Beginning at the line containing "pub fn synchronous()" and continuing to the end of the records below, give each line again exactly as it stands, and only those lines.
***** Dataset records *****
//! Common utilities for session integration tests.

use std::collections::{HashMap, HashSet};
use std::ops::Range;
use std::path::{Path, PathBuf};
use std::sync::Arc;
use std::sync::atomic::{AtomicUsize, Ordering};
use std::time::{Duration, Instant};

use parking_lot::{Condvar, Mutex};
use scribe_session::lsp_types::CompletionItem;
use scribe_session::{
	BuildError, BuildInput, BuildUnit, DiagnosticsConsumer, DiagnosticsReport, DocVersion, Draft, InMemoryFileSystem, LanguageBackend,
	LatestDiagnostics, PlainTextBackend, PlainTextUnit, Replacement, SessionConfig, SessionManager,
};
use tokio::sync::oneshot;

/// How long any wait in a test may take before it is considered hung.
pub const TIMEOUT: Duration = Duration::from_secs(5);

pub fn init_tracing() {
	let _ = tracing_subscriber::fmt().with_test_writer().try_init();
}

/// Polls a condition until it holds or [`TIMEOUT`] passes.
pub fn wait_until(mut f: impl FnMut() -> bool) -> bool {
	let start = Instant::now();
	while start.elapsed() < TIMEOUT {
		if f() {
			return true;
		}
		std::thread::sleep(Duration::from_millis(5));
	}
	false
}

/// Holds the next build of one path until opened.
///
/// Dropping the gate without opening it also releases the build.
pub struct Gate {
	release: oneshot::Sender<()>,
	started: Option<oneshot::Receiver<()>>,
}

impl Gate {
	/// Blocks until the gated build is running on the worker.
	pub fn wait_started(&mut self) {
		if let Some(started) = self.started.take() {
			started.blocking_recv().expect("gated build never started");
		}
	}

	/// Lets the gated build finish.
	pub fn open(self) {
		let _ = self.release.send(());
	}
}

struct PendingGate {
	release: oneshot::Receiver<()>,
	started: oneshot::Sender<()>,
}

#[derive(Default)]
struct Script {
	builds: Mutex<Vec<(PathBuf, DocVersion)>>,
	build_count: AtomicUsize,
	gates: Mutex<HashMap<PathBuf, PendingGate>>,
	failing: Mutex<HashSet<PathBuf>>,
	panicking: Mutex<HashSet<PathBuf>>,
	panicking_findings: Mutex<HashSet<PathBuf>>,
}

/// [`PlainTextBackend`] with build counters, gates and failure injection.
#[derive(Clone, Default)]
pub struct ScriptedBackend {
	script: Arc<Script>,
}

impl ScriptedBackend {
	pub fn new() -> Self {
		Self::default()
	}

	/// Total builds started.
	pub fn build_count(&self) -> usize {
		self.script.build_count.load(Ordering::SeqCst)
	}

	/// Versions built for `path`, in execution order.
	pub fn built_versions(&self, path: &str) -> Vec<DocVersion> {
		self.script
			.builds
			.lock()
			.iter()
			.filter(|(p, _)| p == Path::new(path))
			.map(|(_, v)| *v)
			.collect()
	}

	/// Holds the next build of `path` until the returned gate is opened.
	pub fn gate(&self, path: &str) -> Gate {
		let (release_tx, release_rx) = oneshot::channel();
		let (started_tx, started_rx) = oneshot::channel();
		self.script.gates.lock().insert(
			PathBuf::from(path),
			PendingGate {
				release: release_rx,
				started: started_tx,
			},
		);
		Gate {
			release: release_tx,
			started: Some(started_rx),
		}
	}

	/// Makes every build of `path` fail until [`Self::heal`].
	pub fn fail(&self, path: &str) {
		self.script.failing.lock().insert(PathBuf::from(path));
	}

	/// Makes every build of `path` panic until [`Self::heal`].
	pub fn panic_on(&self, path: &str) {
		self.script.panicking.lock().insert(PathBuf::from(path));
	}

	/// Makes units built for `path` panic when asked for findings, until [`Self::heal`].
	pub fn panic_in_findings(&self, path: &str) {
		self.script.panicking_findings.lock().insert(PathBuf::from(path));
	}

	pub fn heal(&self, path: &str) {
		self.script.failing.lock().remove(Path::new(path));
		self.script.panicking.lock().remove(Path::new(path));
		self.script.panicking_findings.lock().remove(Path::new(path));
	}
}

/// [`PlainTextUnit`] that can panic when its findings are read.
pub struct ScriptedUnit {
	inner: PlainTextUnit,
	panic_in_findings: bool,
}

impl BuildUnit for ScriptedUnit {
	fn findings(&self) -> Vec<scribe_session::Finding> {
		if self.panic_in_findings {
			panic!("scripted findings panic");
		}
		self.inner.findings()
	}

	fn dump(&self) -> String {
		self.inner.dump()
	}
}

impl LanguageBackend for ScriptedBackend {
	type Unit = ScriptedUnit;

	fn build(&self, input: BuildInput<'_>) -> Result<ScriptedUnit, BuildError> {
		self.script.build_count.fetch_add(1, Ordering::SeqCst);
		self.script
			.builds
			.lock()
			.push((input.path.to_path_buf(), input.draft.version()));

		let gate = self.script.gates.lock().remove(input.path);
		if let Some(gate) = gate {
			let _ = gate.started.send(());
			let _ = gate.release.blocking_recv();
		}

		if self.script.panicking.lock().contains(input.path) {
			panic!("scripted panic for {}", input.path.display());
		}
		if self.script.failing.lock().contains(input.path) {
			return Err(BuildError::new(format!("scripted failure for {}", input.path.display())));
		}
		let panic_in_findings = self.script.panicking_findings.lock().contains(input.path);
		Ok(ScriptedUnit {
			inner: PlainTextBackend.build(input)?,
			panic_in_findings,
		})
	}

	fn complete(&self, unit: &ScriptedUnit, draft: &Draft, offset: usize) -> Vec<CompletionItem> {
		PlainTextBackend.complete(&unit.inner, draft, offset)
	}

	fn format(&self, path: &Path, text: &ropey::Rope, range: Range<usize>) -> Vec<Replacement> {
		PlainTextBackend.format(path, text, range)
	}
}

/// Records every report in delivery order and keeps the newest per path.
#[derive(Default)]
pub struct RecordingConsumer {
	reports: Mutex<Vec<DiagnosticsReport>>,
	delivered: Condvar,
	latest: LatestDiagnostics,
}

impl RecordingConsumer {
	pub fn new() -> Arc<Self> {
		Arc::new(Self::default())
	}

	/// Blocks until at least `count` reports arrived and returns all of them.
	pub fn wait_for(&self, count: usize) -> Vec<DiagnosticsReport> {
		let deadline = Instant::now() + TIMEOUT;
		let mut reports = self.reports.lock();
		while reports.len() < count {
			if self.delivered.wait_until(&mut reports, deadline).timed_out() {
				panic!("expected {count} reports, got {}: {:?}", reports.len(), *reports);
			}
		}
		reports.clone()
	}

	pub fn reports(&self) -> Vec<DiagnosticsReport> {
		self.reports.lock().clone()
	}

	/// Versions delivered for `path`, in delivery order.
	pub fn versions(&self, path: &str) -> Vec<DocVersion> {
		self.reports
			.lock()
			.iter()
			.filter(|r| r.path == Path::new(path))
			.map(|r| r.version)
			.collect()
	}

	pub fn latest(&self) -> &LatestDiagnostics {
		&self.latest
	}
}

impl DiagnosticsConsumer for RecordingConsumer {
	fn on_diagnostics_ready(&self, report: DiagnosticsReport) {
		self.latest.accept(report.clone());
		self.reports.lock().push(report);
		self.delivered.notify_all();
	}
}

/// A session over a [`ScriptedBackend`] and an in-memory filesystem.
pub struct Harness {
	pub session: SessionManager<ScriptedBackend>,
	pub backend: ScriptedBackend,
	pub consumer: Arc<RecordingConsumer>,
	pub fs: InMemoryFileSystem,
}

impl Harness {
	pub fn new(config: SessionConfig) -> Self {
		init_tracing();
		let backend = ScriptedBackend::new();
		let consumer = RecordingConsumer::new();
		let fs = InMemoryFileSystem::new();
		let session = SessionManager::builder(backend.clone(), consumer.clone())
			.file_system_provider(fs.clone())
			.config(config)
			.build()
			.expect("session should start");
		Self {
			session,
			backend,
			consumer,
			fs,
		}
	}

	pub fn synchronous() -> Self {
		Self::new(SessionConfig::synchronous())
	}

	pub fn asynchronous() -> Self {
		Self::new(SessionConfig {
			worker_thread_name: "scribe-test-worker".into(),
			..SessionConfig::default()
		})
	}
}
*****
* [Solution]
	pub fn synchronous() -> Self {
		Self::new(SessionConfig::synchronous())
	}

	pub fn asynchronous() -> Self {
		Self::new(SessionConfig {
			worker_thread_name: "scribe-test-worker".into(),
			..SessionConfig::default()
		})
	}
}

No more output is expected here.